Library of Congress Issues New Exemptions

The mainstream media’s coverage of the announcement this week by the Librarian of Congress on new exemptions to the Digital Millennium Copyright Act (DMCA) (see the press release here), focused on the impact on jail breaking smart phones, but scant attention was paid to the exemption on circumvention of copying of DVDs. The latter ruling has broad implications for foreign languages instructors, and the new rules are different for universities and K-12 educators.


Many of us are familiar with US Copyright law and the limited freedom we enjoy under the fair use provisions of that law (a good discussion of fair use can be found here). What is less well known were restrictions placed on copying digital media, including computer software, by the DMCA. In effect, the DMCA prohibited any copying of digital media (e.g., DVDs) that were in some way copy-protected, even if the copying would fall within fair use provisions of US Copyright law. One provision of the DMCA (passed unanimously by Congress in 1998 while universities and the education community slept) was to allow the Librarian of Congress, once every three years, to grant exemptions to the law in certain specific cases. In 1996, for example, the LOC granted an exemption to film studies faculty and departments, allowing them to make clips from DVDs.
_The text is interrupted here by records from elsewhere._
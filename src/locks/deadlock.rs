//! Wait-For Graph Analysis
//!
//! Deadlock detection works on an actor-level wait-for graph: an edge
//! `A -> B` exists while one of A's queued requests names an object that B
//! holds Exclusively. The graph is rebuilt from scratch on every detector
//! pass; it is small (bounded by concurrently waiting actors), so a plain
//! DFS is enough.
//!
//! Everything here is deterministic: `BTreeMap`/`BTreeSet` ordering makes
//! repeated passes over the same state find the same cycle and pick the
//! same victim.

use std::collections::{BTreeMap, BTreeSet};

/// Actor -> set of actors it is waiting on
pub type WaitForGraph = BTreeMap<String, BTreeSet<String>>;

/// Find one cycle in the wait-for graph, as the list of actors in cycle
/// order. Returns `None` when the graph is acyclic.
pub fn find_cycle(graph: &WaitForGraph) -> Option<Vec<String>> {
    let mut visited: BTreeSet<&str> = BTreeSet::new();
    for start in graph.keys() {
        if visited.contains(start.as_str()) {
            continue;
        }
        let mut path: Vec<&str> = Vec::new();
        let mut on_path: BTreeSet<&str> = BTreeSet::new();
        if let Some(cycle) = dfs(graph, start, &mut visited, &mut path, &mut on_path) {
            return Some(cycle);
        }
    }
    None
}

fn dfs<'a>(
    graph: &'a WaitForGraph,
    node: &'a str,
    visited: &mut BTreeSet<&'a str>,
    path: &mut Vec<&'a str>,
    on_path: &mut BTreeSet<&'a str>,
) -> Option<Vec<String>> {
    if on_path.contains(node) {
        let start = path.iter().position(|entry| *entry == node)?;
        return Some(path[start..].iter().map(|entry| entry.to_string()).collect());
    }
    if visited.contains(node) {
        return None;
    }
    visited.insert(node);
    path.push(node);
    on_path.insert(node);

    if let Some(next_nodes) = graph.get(node) {
        for next in next_nodes {
            if let Some(cycle) = dfs(graph, next, visited, path, on_path) {
                return Some(cycle);
            }
        }
    }

    path.pop();
    on_path.remove(node);
    None
}

/// Select the victim whose locks will be force-released to break a cycle:
/// the cycle member with the lowest queued priority, ties going to the
/// first discovered.
pub fn pick_victim(cycle: &[String], priorities: &BTreeMap<String, u32>) -> String {
    let mut victim = &cycle[0];
    let mut lowest = priorities.get(victim).copied().unwrap_or(0);
    for actor in &cycle[1..] {
        let priority = priorities.get(actor).copied().unwrap_or(0);
        if priority < lowest {
            victim = actor;
            lowest = priority;
        }
    }
    victim.clone()
}
//! Transform engine integration tests
//!
//! Session-level flows: concurrent edits from several actors reconciled
//! through the engine and projected onto document state.

use crate::common::fixtures::*;
use xfcad::shared::{OperationKind, ParamValue};
use xfcad::transform::{apply_operation_sequence, transform, ObjectState, TransformStrategy};

#[test]
fn test_concurrent_disjoint_modifies_merge_into_one() {
    // Two actors edit different parameters of the same object
    let op1 = modify("boxA", "alice", 1, "color", "red");
    let op2 = modify("boxA", "bob", 2, "size", 5.0);

    let outcome = transform(&op1, &op2, TransformStrategy::Merge);
    assert!(outcome.resolved);
    assert_eq!(outcome.meta.rule, "modify_merge");
    assert_eq!(outcome.op1.params.get("color"), Some(&"red".into()));
    assert_eq!(outcome.op1.params.get("size"), Some(&5.0.into()));
    assert!(outcome.op2.is_noop());
}

#[test]
fn test_concurrent_rotations_compose() {
    // Two 90-degree rotations about Z become a single 180-degree rotation
    let op1 = rotate("boxA", "alice", 1, [0.0, 0.0, 90.0]);
    let op2 = rotate("boxA", "bob", 2, [0.0, 0.0, 90.0]);

    let outcome = transform(&op1, &op2, TransformStrategy::Merge);
    assert!(outcome.resolved);
    assert_eq!(outcome.meta.rule, "rotate_compose");
    let composed = outcome.op1.params.get("angles").unwrap().as_vec3().unwrap();
    assert!((composed[2].abs() - 180.0).abs() < 1e-6, "got {:?}", composed);
    assert!(composed[0].abs() < 1e-6 && composed[1].abs() < 1e-6);
}

#[test]
fn test_divergent_scalar_conflicts_fall_back_to_timestamp() {
    let op1 = modify("boxA", "alice", 5, "color", "red");
    let op2 = modify("boxA", "bob", 2, "color", "blue");

    let outcome = transform(&op1, &op2, TransformStrategy::Merge);
    assert!(outcome.resolved);
    assert!(outcome.op2.is_noop(), "earlier edit must lose");
    assert_eq!(outcome.op1.params.get("color"), Some(&"red".into()));
    assert!(outcome.meta.note.as_deref().unwrap().contains("color"));
}

#[test]
fn test_manual_strategy_returns_conflicts_undecided() {
    let op1 = modify("boxA", "alice", 5, "color", "red");
    let op2 = modify("boxA", "bob", 2, "color", "blue");

    let outcome = transform(&op1, &op2, TransformStrategy::Manual);
    assert!(!outcome.resolved);
    assert!(outcome.meta.requires_manual);
    // Both originals come back untouched
    assert_eq!(outcome.op1, op1);
    assert_eq!(outcome.op2, op2);
}

#[test]
fn test_priority_wins_overrides_timestamps() {
    let op1 = modify("boxA", "alice", 1, "color", "red").with_metadata("priority", "9");
    let op2 = modify("boxA", "bob", 9, "color", "blue");

    let outcome = transform(&op1, &op2, TransformStrategy::PriorityWins);
    assert!(outcome.resolved);
    assert!(outcome.op2.is_noop(), "higher priority beats later timestamp");
}

#[test]
fn test_delete_dominates_concurrent_modify() {
    let op1 = modify("boxA", "alice", 3, "color", "red");
    let op2 = xfcad::Operation::new(OperationKind::Delete, Some("boxA"), "bob").with_timestamp(1);

    let outcome = transform(&op1, &op2, TransformStrategy::Merge);
    assert_eq!(outcome.meta.rule, "delete_dominates");
    assert!(outcome.op1.is_noop());
    assert_eq!(outcome.op2.kind, OperationKind::Delete);
}

#[test]
fn test_replicas_converge_regardless_of_arrival_order() {
    let ops = vec![
        create("boxA", "alice", 1),
        move_op("boxA", "alice", 2, [1.0, 0.0, 0.0]),
        move_op("boxA", "bob", 3, [0.0, 2.0, 0.0]),
        modify("boxA", "carol", 4, "color", "red"),
    ];
    let mut reversed = ops.clone();
    reversed.reverse();

    let initial = ObjectState::new();
    let state1 = apply_operation_sequence(&ops, &initial, TransformStrategy::Merge);
    let state2 = apply_operation_sequence(&reversed, &initial, TransformStrategy::Merge);
    assert_eq!(state1, state2);

    let object = state1.get("boxA").unwrap();
    assert_eq!(
        object.get("position").unwrap().as_vec3(),
        Some([1.0, 2.0, 0.0])
    );
    assert_eq!(object.get("color"), Some(&"red".into()));
}

#[test]
fn test_sequence_drops_edits_behind_a_delete() {
    let ops = vec![
        create("boxA", "alice", 1),
        xfcad::Operation::new(OperationKind::Delete, Some("boxA"), "bob").with_timestamp(2),
        modify("boxA", "carol", 3, "color", "red"),
    ];
    let state = apply_operation_sequence(&ops, &ObjectState::new(), TransformStrategy::Merge);
    assert!(state.get("boxA").is_none());
}

#[test]
fn test_constraint_timestamp_tie_needs_manual_decision() {
    let op1 = xfcad::Operation::new(OperationKind::ConstraintAdd, Some("asm1"), "alice")
        .with_timestamp(7)
        .with_param("references", ParamValue::List(vec!["partA".into(), "partB".into()]));
    let op2 = xfcad::Operation::new(OperationKind::ConstraintRemove, Some("asm2"), "bob")
        .with_timestamp(7)
        .with_param("references", ParamValue::List(vec!["partB".into(), "partC".into()]));

    let outcome = transform(&op1, &op2, TransformStrategy::Merge);
    assert!(!outcome.resolved);
    assert_eq!(outcome.meta.rule, "constraint_ambiguous");
}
At the next round of hearings in 1999, the American Library Association launched an initiative to significantly extend the exemption given to film studies faculty to include all academic departments at the K-12 and university levels, and to students working on class projects. The LOC conducted hearings at Stanford University and in Washington, D.C. The ALA’s West Coast contingent was led by Gary Handman of the Media Resources Center at UC Berkeley, and included testimony by Abigail De Kosnik of UC Berkeley’s Center for New Media and by yours truly.

Hearings and Ruling

At the hearing questioning by LOC staff and testimony by a representative from the recording and film industry led us to believe that the LOC would likely extend the exemption to other university disciplines, but that the restraints would be so cumbersome as to make the creation of derivatives an impossible task. Thus, for example, the LOC seemed to be taking the tack that screen capture software or creating clips by projecting the image onto a screen and filming that image would be a possible solution, although we argued that the resulting quality would be so inferior as to make the derivatives useless in the classroom.

So, this week we were pleasantly surprised, but also perplexed and disappointed, when the LOC issued its ruling extending the exemption to all university disciplines. Surprised, because the LOC did not take the route of proscribing how the copying could be done; perplexed and disappointed, because the exemption was granted only to university faculty, but not to educators in K-12 contexts and not to university students (except those in film studies).

What is important for academia, however, is that this exemption restores the fair use provision of US Copyright law to the exploitation of DVDs. DMCA had effectively made it impossible for university faculty to use any clips derived from DVDs legally, unless one could argue that one was affiliated with a film studies department. Many faculty were either ignorant of or ignored that law, but the LOC ruling now makes possible the use of film clips in an academic setting, under the constraints of the fair use doctrine, at least until the next round of hearings in 2012. By 2012 we might be living in a different world, where DVD’s have gone the route of VHS and everyone downloads, for a price, whatever film they want to watch. It remains to be seen whether DVD collections and the creation of clips will still be a viable option at that time.